What lines of the material below include the string "only"? Copy all of them.

%%

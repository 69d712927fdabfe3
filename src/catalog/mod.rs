//! Keyed store of [`Source`] descriptors.
//!
//! Two pieces of on-disk state back a catalog:
//!
//! - a [`BucketStore`] mapping each key to a directory holding `source.json` (the authoritative
//!   per-key lookup), and
//! - the append-only `keys` log in the catalog root (the authoritative enumeration), so listing
//!   keys never walks the bucket tree.

pub mod keylog;
pub mod store;

use std::path::{Path, PathBuf};

use anyhow::Context as _;
use rand::{Rng, seq::SliceRandom as _};

use crate::{
    foundation::{
        cancel::CancelToken,
        error::{MashupError, MashupResult},
        json::{read_json, write_json_new},
        settings::Settings,
    },
    media::model::Source,
};

pub use keylog::KeyStream;
pub use store::{BucketStore, DigestAlgorithm, DigestBuckets};

/// File name of the key log inside the catalog root.
pub const KEY_LOG_FILE: &str = "keys";
/// File name of the source document inside each bucket.
pub const SOURCE_FILE: &str = "source.json";

#[derive(Debug)]
pub struct Catalog {
    root: PathBuf,
    store: Box<dyn BucketStore>,
}

impl Catalog {
    /// Open (creating if needed) a catalog with digest-named buckets under `root`.
    pub fn new(root: impl Into<PathBuf>, algorithm: &str) -> MashupResult<Self> {
        let root = root.into();
        let algorithm: DigestAlgorithm = algorithm.parse()?;
        std::fs::create_dir_all(&root)
            .with_context(|| format!("failed to create catalog '{}'", root.display()))?;
        let store = DigestBuckets::new(root.clone(), algorithm);
        Ok(Self::with_store(root, Box::new(store)))
    }

    /// Open the catalog named by `settings`.
    pub fn open(settings: &Settings) -> MashupResult<Self> {
        Self::new(&settings.catalog_path, &settings.catalog_algorithm)
    }

    /// Use an arbitrary bucket store; `root` only holds the key log.
    pub fn with_store(root: impl Into<PathBuf>, store: Box<dyn BucketStore>) -> Self {
        Self {
            root: root.into(),
            store,
        }
    }

    pub fn root(&self) -> &Path {
        &self.root
    }

    fn key_log(&self) -> PathBuf {
        self.root.join(KEY_LOG_FILE)
    }

    /// Stream keys in log order, stopping early once `cancel` fires.
    pub fn key_stream(&self, cancel: &CancelToken) -> MashupResult<KeyStream> {
        KeyStream::open(&self.key_log(), cancel.clone())
    }

    /// All keys, shuffled afresh on every call so sampling never follows insertion order.
    pub fn keys<R: Rng + ?Sized>(&self, rng: &mut R) -> MashupResult<Vec<String>> {
        let mut keys = self
            .key_stream(&CancelToken::new())?
            .collect::<MashupResult<Vec<_>>>()?;
        keys.shuffle(rng);
        Ok(keys)
    }

    pub fn lookup(&self, key: &str) -> MashupResult<Source> {
        let bucket = self
            .store
            .locate(key.as_bytes(), false)?
            .ok_or_else(|| MashupError::not_found(format!("catalog key '{key}'")))?;
        read_json(&bucket.join(SOURCE_FILE)).map_err(|e| match e {
            MashupError::NotFound(_) => MashupError::not_found(format!("catalog key '{key}'")),
            other => other,
        })
    }

    /// Register a new source.
    ///
    /// Fails with [`MashupError::AlreadyExists`] when the key already has a document; the
    /// existing document is left untouched.
    pub fn create(&self, source: &Source) -> MashupResult<()> {
        let bucket = self
            .store
            .locate(source.key.as_bytes(), true)?
            .ok_or_else(|| {
                MashupError::not_found(format!("no bucket for catalog key '{}'", source.key))
            })?;

        write_json_new(&bucket.join(SOURCE_FILE), source).map_err(|e| match e {
            MashupError::AlreadyExists(_) => {
                MashupError::already_exists(format!("catalog key '{}'", source.key))
            }
            other => other,
        })?;
        keylog::append_key(&self.key_log(), &source.key)?;

        tracing::debug!(key = %source.key, "catalog entry created");
        Ok(())
    }
}

#[cfg(test)]
#[path = "../../tests/unit/catalog/catalog.rs"]
mod tests;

%%

• EXERCISE SOLUTION:
//! - the append-only `keys` log in the catalog root (the authoritative enumeration), so listing
    /// Use an arbitrary bucket store; `root` only holds the key log.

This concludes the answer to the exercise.